South Korean researchers later calculated a rate of 82 cases per million Pfizer boosters and 31 per million Moderna boosters among people 18 and younger.
Because the protection from boosters ended up fading over time, and the vaccines have performed worse against Omicron and its subvariants, authorities later took a series of steps, including authorizing second boosters for some, clearing third boosters for others, and recommending newly formulated vaccines. They just cleared and recommended yet another round of shots.
Long-Term Problems and Deaths
Vaccine-induced myocarditis has caused both long-term problems and deaths, researchers have confirmed.
Canadian researchers on March 9, 2023, for example, reported that in a group evaluated two months after myocarditis following vaccination, some patients had persistent inflammation and edema.
Symptoms persisted in eight of 44 patients studied in Italy, researchers there reported soon after. Researchers also detected heart edema, or excess fluid, in eight of 29 patients on whom followup imaging was conducted.
A number of other papers have identified persistence of symptoms, inflammation, edema, and/or LGE.
Followup scans have also revealed scarring on the heart months after vaccination.
Deaths, meanwhile, began being reported in early 2021.
At least some have since been confirmed as being caused by vaccine-induced myocarditis.
The certifier who examined 24-year-old George Watts Jr., a college student in New York, wrote on Mr. Watts' death certificate that the death was due to "COVID-19 vaccine-related myocarditis."
Joseph Keating, 26, of South Dakota, died from myocarditis, according to his death certificate, with his recent Pfizer booster shot listed as contributing.
Mr. Keating’s sister Kaylee Koch, told The Epoch Times that the family tried contacting the CDC but have never received a response. The CDC did not respond to a request for comment.
Other young people have died shortly after COVID-19 vaccination with causes similar to or related to myocarditis.

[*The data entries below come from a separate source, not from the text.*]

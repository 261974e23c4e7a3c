//! Cart domain module.
//!
//! Cart lines are reservation claims against catalog stock. This crate holds
//! the line record, its price snapshot rules, totals and the checkout receipt,
//! implemented as deterministic domain logic (no IO, no storage).

pub mod item;
pub mod receipt;

pub use item::{CartItem, NewCartItem, compute_total};
pub use receipt::{CheckoutReceipt, ReceiptLine};
//! Strongly-typed identifiers used across the domain.

use core::str::FromStr;
use serde::{Deserialize, Serialize};
use uuid::Uuid;

use crate::error::DomainError;

/// Identifier of a customer (owner of a cart).
#[derive(Debug, Copy, Clone, PartialEq, Eq, Hash, PartialOrd, Ord, Serialize, Deserialize)]
#[serde(transparent)]
pub struct CustomerId(Uuid);

/// Identifier of a vendor (owner of catalog products).
#[derive(Debug, Copy, Clone, PartialEq, Eq, Hash, PartialOrd, Ord, Serialize, Deserialize)]
#[serde(transparent)]
pub struct VendorId(Uuid);

/// Identifier of a single cart line.
#[derive(Debug, Copy, Clone, PartialEq, Eq, Hash, PartialOrd, Ord, Serialize, Deserialize)]
#[serde(transparent)]
pub struct CartItemId(Uuid);

macro_rules! impl_uuid_newtype {
    ($t:ty, $name:literal) => {
        impl $t {
            /// Create a new identifier.
            ///
            /// Uses UUIDv7 (time-ordered). Prefer passing IDs explicitly in tests
            /// for determinism.
            pub fn new() -> Self {
                Self(Uuid::now_v7())
            }

            pub fn from_uuid(uuid: Uuid) -> Self {
                Self(uuid)
            }

            pub fn as_uuid(&self) -> &Uuid {
                &self.0
            }
        }

        impl Default for $t {
            fn default() -> Self {
                Self::new()
            }
        }

        impl core::fmt::Display for $t {
            fn fmt(&self, f: &mut core::fmt::Formatter<'_>) -> core::fmt::Result {
                core::fmt::Display::fmt(&self.0, f)
            }
        }

        impl From<Uuid> for $t {
            fn from(value: Uuid) -> Self {
                Self(value)
            }
        }

        impl From<$t> for Uuid {
            fn from(value: $t) -> Self {
                value.0
            }
        }

        impl FromStr for $t {
            type Err = DomainError;

            fn from_str(s: &str) -> Result<Self, Self::Err> {
                let uuid = Uuid::from_str(s)
                    .map_err(|e| DomainError::invalid_id(format!("{}: {}", $name, e)))?;
                Ok(Self(uuid))
            }
        }
    };
}

impl_uuid_newtype!(CustomerId, "CustomerId");
impl_uuid_newtype!(VendorId, "VendorId");
impl_uuid_newtype!(CartItemId, "CartItemId");

/// Catalog product code (unique, immutable, vendor-assigned).
///
/// Surrounding whitespace is trimmed; an empty code is rejected.
#[derive(Debug, Clone, PartialEq, Eq, Hash, PartialOrd, Ord, Serialize, Deserialize)]
#[serde(try_from = "String", into = "String")]
pub struct ProductCode(String);

impl ProductCode {
    pub fn parse(raw: impl AsRef<str>) -> Result<Self, DomainError> {
        let trimmed = raw.as_ref().trim();
        if trimmed.is_empty() {
            return Err(DomainError::invalid_id("ProductCode: cannot be empty"));
        }
        Ok(Self(trimmed.to_string()))
    }

    pub fn as_str(&self) -> &str {
        &self.0
    }
}

impl core::fmt::Display for ProductCode {
    fn fmt(&self, f: &mut core::fmt::Formatter<'_>) -> core::fmt::Result {
        f.write_str(&self.0)
    }
}

impl FromStr for ProductCode {
    type Err = DomainError;

    fn from_str(s: &str) -> Result<Self, Self::Err> {
        Self::parse(s)
    }
}

impl TryFrom<String> for ProductCode {
    type Error = DomainError;

    fn try_from(value: String) -> Result<Self, Self::Error> {
        Self::parse(value)
    }
}

impl From<ProductCode> for String {
    fn from(value: ProductCode) -> Self {
        value.0
    }
}

#[cfg(test)]
mod tests {
    use super::*;

    #[test]
    fn product_code_trims_whitespace() {
        let code = ProductCode::parse("  SKU-001 ").unwrap();
        assert_eq!(code.as_str(), "SKU-001");
    }

    #[test]
    fn product_code_rejects_blank() {
        let err = ProductCode::parse("   ").unwrap_err();
        assert!(matches!(err, DomainError::InvalidId(_)));
    }

    #[test]
    fn product_code_deserialization_is_validated() {
        let ok: ProductCode = serde_json::from_str("\"P-1\"").unwrap();
        assert_eq!(ok.as_str(), "P-1");
        assert!(serde_json::from_str::<ProductCode>("\"\"").is_err());
    }

    #[test]
    fn uuid_ids_round_trip_through_display() {
        let id = CartItemId::new();
        let parsed: CartItemId = id.to_string().parse().unwrap();
        assert_eq!(id, parsed);
    }

    #[test]
    fn malformed_uuid_is_invalid_id() {
        let err = "not-a-uuid".parse::<CustomerId>().unwrap_err();
        match err {
            DomainError::InvalidId(msg) => assert!(msg.starts_with("CustomerId")),
            other => panic!("Expected InvalidId, got {other:?}"),
        }
    }
}
use std::sync::Arc;

use thiserror::Error;

use cartstock_cart::{CartItem, NewCartItem};
use cartstock_catalog::Product;
use cartstock_core::{CartItemId, CustomerId, ExpectedVersion, ProductCode};

/// Store operation error.
///
/// These are outcomes reported by a backing store. `Unavailable` is the only
/// variant that represents a fault rather than a business outcome.
#[derive(Debug, Clone, Error, PartialEq, Eq)]
pub enum StoreError {
    #[error("{entity} not found: {key}")]
    NotFound { entity: &'static str, key: String },

    #[error("duplicate record: {0}")]
    Duplicate(String),

    #[error("insufficient stock for {product_code}: requested {requested}, available {available}")]
    Insufficient {
        product_code: String,
        requested: u32,
        available: u32,
    },

    #[error("optimistic concurrency check failed: {0}")]
    Concurrency(String),

    #[error("invalid record: {0}")]
    Invalid(String),

    #[error("store unavailable: {0}")]
    Unavailable(String),
}

impl StoreError {
    pub fn product_not_found(code: &ProductCode) -> Self {
        Self::NotFound {
            entity: "product",
            key: code.to_string(),
        }
    }

    pub fn cart_item_not_found(id: CartItemId) -> Self {
        Self::NotFound {
            entity: "cart item",
            key: id.to_string(),
        }
    }

    pub fn is_not_found(&self) -> bool {
        matches!(self, Self::NotFound { .. })
    }
}

/// Product catalog store.
///
/// ## Atomicity
///
/// `apply_delta` is the engine's only write primitive against stock. It must
/// check and apply the delta as one step per product row (row lock or
/// version check), so two concurrent reservations against the same product
/// cannot both pass the availability check.
pub trait CatalogStore: Send + Sync {
    /// Look up a product by code.
    fn get_by_code(&self, code: &ProductCode) -> Result<Option<Product>, StoreError>;

    /// Atomically add `delta` (negative reserves, positive releases) to the
    /// product's available quantity.
    ///
    /// Fails with `Insufficient` when the result would be negative, leaving the
    /// product unchanged.
    fn apply_delta(&self, code: &ProductCode, delta: i64) -> Result<Product, StoreError>;
}

/// Active cart line store.
///
/// Implementations must enforce at most one line per (customer, product) pair
/// on `create` and `reinstate`.
pub trait CartStore: Send + Sync {
    fn find_by_customer_and_code(
        &self,
        customer_id: CustomerId,
        code: &ProductCode,
    ) -> Result<Option<CartItem>, StoreError>;

    fn find_by_id(&self, id: CartItemId) -> Result<Option<CartItem>, StoreError>;

    /// All active lines of a customer, oldest first.
    fn find_all_by_customer(&self, customer_id: CustomerId) -> Result<Vec<CartItem>, StoreError>;

    fn create(&self, fields: NewCartItem) -> Result<CartItem, StoreError>;

    /// Set a line's quantity, guarded by the line version.
    fn update_quantity(
        &self,
        id: CartItemId,
        quantity: u32,
        expected_version: ExpectedVersion,
    ) -> Result<CartItem, StoreError>;

    /// Remove a line, returning what was removed.
    fn delete_by_id(&self, id: CartItemId) -> Result<CartItem, StoreError>;

    /// Remove every line of a customer as one unit, returning the removed lines.
    fn delete_all_by_customer(&self, customer_id: CustomerId) -> Result<Vec<CartItem>, StoreError>;

    /// Put back a previously removed line unchanged. Used for compensation.
    fn reinstate(&self, item: CartItem) -> Result<(), StoreError>;
}

impl<S> CatalogStore for Arc<S>
where
    S: CatalogStore + ?Sized,
{
    fn get_by_code(&self, code: &ProductCode) -> Result<Option<Product>, StoreError> {
        (**self).get_by_code(code)
    }

    fn apply_delta(&self, code: &ProductCode, delta: i64) -> Result<Product, StoreError> {
        (**self).apply_delta(code, delta)
    }
}

impl<S> CartStore for Arc<S>
where
    S: CartStore + ?Sized,
{
    fn find_by_customer_and_code(
        &self,
        customer_id: CustomerId,
        code: &ProductCode,
    ) -> Result<Option<CartItem>, StoreError> {
        (**self).find_by_customer_and_code(customer_id, code)
    }

    fn find_by_id(&self, id: CartItemId) -> Result<Option<CartItem>, StoreError> {
        (**self).find_by_id(id)
    }

    fn find_all_by_customer(&self, customer_id: CustomerId) -> Result<Vec<CartItem>, StoreError> {
        (**self).find_all_by_customer(customer_id)
    }

    fn create(&self, fields: NewCartItem) -> Result<CartItem, StoreError> {
        (**self).create(fields)
    }

    fn update_quantity(
        &self,
        id: CartItemId,
        quantity: u32,
        expected_version: ExpectedVersion,
    ) -> Result<CartItem, StoreError> {
        (**self).update_quantity(id, quantity, expected_version)
    }

    fn delete_by_id(&self, id: CartItemId) -> Result<CartItem, StoreError> {
        (**self).delete_by_id(id)
    }

    fn delete_all_by_customer(&self, customer_id: CustomerId) -> Result<Vec<CartItem>, StoreError> {
        (**self).delete_all_by_customer(customer_id)
    }

    fn reinstate(&self, item: CartItem) -> Result<(), StoreError> {
        (**self).reinstate(item)
    }
}
//! Optimistic concurrency expectations.

use crate::error::{DomainError, DomainResult};

/// Optimistic concurrency expectation for a stored entity.
#[derive(Debug, Copy, Clone, PartialEq, Eq)]
pub enum ExpectedVersion {
    /// Skip version checking.
    Any,
    /// Require the entity to be at an exact version.
    Exact(u64),
}

impl ExpectedVersion {
    pub fn matches(self, actual: u64) -> bool {
        match self {
            ExpectedVersion::Any => true,
            ExpectedVersion::Exact(v) => v == actual,
        }
    }

    pub fn check(self, actual: u64) -> DomainResult<()> {
        if self.matches(actual) {
            Ok(())
        } else {
            Err(DomainError::conflict(format!(
                "optimistic concurrency check failed (expected: {self:?}, actual: {actual})"
            )))
        }
    }
}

Ernest Ramirez Jr., a 16-year-old in Texas who was pronounced dead after collapsing five days following a Pfizer jab, died from an enlarged heart, according to his autopsy. Myocarditis can cause an enlarged heart.
Researchers in other countries have also confirmed deaths caused by myocarditis following vaccination.

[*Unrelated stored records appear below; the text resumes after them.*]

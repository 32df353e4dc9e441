//! Router HTTP client.
//!
//! The router is an opaque collaborator reachable through four endpoints plus
//! a health check. [`RouterApi`] is the seam the console, poller, and trace
//! harness are written against; [`RouterClient`] implements it with the
//! synchronous `ureq` client, one call per thread, each endpoint with its
//! own timeout from [`TimeoutConfig`].
use std::time::Duration;

pub mod multipart;
pub mod wire;

use crate::config::schema::{ConsoleConfig, RouterConfig, TimeoutConfig};
use crate::error::{ConsoleError, Result};
use crate::store::StatsPatch;
use wire::{CompletionRequest, CompletionResponse, ParseDocumentResponse};

/// Operations the console needs from the router.
pub trait RouterApi: Send + Sync {
    /// `GET stats`: a partial snapshot of the aggregate counters.
    fn fetch_stats(&self) -> Result<StatsPatch>;

    /// `POST chat/completions`.
    fn complete(&self, request: &CompletionRequest) -> Result<CompletionResponse>;

    /// `POST parse-document`: returns the extracted plain text.
    fn parse_document(&self, file_name: &str, data: &[u8]) -> Result<String>;

    /// `POST cache/clear`: the response body is not inspected.
    fn clear_cache(&self) -> Result<()>;

    /// `GET health`.
    fn health(&self) -> Result<()>;
}

/// `ureq`-backed [`RouterApi`].
#[derive(Debug, Clone)]
pub struct RouterClient {
    router: RouterConfig,
    timeouts: TimeoutConfig,
}

impl RouterClient {
    /// Build a client from the resolved config.
    pub fn from_config(config: &ConsoleConfig) -> Self {
        Self {
            router: config.router.clone(),
            timeouts: config.timeouts.clone(),
        }
    }

    pub fn base_url(&self) -> &str {
        self.router.base_url.trim_end_matches('/')
    }

    fn url(&self, path: &str) -> String {
        // On Windows, "localhost" may try IPv6 (::1) first and stall when the
        // router only binds IPv4.
        self.router
            .endpoint(path)
            .replacen("://localhost", "://127.0.0.1", 1)
    }
}

fn read_json<T: serde::de::DeserializeOwned>(resp: ureq::Response, what: &str) -> Result<T> {
    resp.into_json()
        .map_err(|e| ConsoleError::protocol(format!("malformed {what} response: {e}")))
}

impl RouterApi for RouterClient {
    fn fetch_stats(&self) -> Result<StatsPatch> {
        let resp = ureq::get(&self.url(&self.router.stats_path))
            .timeout(Duration::from_millis(self.timeouts.stats_ms))
            .call()?;
        read_json(resp, "stats")
    }

    fn complete(&self, request: &CompletionRequest) -> Result<CompletionResponse> {
        let resp = ureq::post(&self.url(&self.router.completions_path))
            .timeout(Duration::from_millis(self.timeouts.completion_ms))
            .send_json(request)?;
        let parsed: CompletionResponse = read_json(resp, "completion")?;
        parsed.first_content()?;
        Ok(parsed)
    }

    fn parse_document(&self, file_name: &str, data: &[u8]) -> Result<String> {
        let body = multipart::single_file("file", file_name, data);
        let resp = ureq::post(&self.url(&self.router.parse_document_path))
            .timeout(Duration::from_millis(self.timeouts.upload_ms))
            .set("Content-Type", &body.content_type)
            .send_bytes(&body.bytes)?;
        let parsed: ParseDocumentResponse = read_json(resp, "parse-document")?;
        Ok(parsed.text)
    }

    fn clear_cache(&self) -> Result<()> {
        ureq::post(&self.url(&self.router.cache_clear_path))
            .timeout(Duration::from_millis(self.timeouts.purge_ms))
            .call()?;
        Ok(())
    }

    fn health(&self) -> Result<()> {
        ureq::get(&self.url(&self.router.health_path))
            .timeout(Duration::from_secs(5))
            .call()?;
        Ok(())
    }
}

Japanese researchers, for instance, analyzed autopsies from 54 deaths potentially caused by vaccine-related adverse effects and determined three were caused by the vaccine-induced myocarditis.

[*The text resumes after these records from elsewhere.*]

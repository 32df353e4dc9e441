//! Chart projection: the model-distribution series derived from a snapshot.
//!
//! [`project`] is pure. It always yields the same three segments in the same
//! order, with missing source counts projected to zero, so the renderer never
//! has to special-case an absent provider. Whether to draw the chart at all
//! is a rendering decision keyed on [`StatsSnapshot::has_traffic`].

use serde::Serialize;

use crate::store::StatsSnapshot;

/// One of the three fixed distribution segments.
#[derive(Debug, Clone, Copy, PartialEq, Eq, Hash, Serialize)]
pub enum SegmentKind {
    Groq,
    Local,
    Cached,
}

impl SegmentKind {
    /// Fixed projection order.
    pub const ALL: [SegmentKind; 3] = [Self::Groq, Self::Local, Self::Cached];

    /// Legend text.
    pub fn legend(self) -> &'static str {
        match self {
            Self::Groq => "Groq (Fast)",
            Self::Local => "Local (Free)",
            Self::Cached => "Cached",
        }
    }
}

impl std::fmt::Display for SegmentKind {
    fn fmt(&self, f: &mut std::fmt::Formatter<'_>) -> std::fmt::Result {
        match self {
            Self::Groq => write!(f, "Groq"),
            Self::Local => write!(f, "Local"),
            Self::Cached => write!(f, "Cached"),
        }
    }
}

#[derive(Debug, Clone, Copy, PartialEq, Eq, Serialize)]
pub struct Segment {
    pub kind: SegmentKind,
    pub value: u64,
}

/// The distribution series: exactly three segments.
#[derive(Debug, Clone, PartialEq, Eq, Serialize)]
pub struct ChartSeries {
    pub segments: [Segment; 3],
}

impl ChartSeries {
    /// Sum of all segment values.
    pub fn total(&self) -> u64 {
        self.segments.iter().map(|s| s.value).sum()
    }

    pub fn value(&self, kind: SegmentKind) -> u64 {
        self.segments
            .iter()
            .find(|s| s.kind == kind)
            .map(|s| s.value)
            .unwrap_or(0)
    }

    /// Share of the series total for a segment, 0.0 if the total is zero.
    pub fn pct(&self, kind: SegmentKind) -> f64 {
        let total = self.total();
        if total == 0 {
            0.0
        } else {
            (self.value(kind) as f64 / total as f64) * 100.0
        }
    }
}

/// Project a snapshot onto the distribution series.
pub fn project(snapshot: &StatsSnapshot) -> ChartSeries {
    let value_of = |kind: SegmentKind| match kind {
        SegmentKind::Groq => snapshot.provider_groq,
        SegmentKind::Local => snapshot.provider_local,
        SegmentKind::Cached => snapshot.cache_hits,
    };
    ChartSeries {
        segments: SegmentKind::ALL.map(|kind| Segment {
            kind,
            value: value_of(kind),
        }),
    }
}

U.S. researchers who recently reviewed 325 autopsies found in a preprint paper that COVID-19 vaccination caused or contributed to about three-quarters of those deaths, including nine involving myocarditis.
The CDC has declined to provide autopsy reports obtained by the agency while probing deaths reported to VAERS following COVID-19 vaccination. It has also claimed it does not have any records of deaths caused by vaccine-induced myocarditis, and does not have any data on deaths after COVID-19 vaccination from the Vaccine Safety Datalink.
The FDA rejected a request for the results of autopsies conducted on people who died after receiving a COVID-19 vaccine, and turned down an appeal in the matter.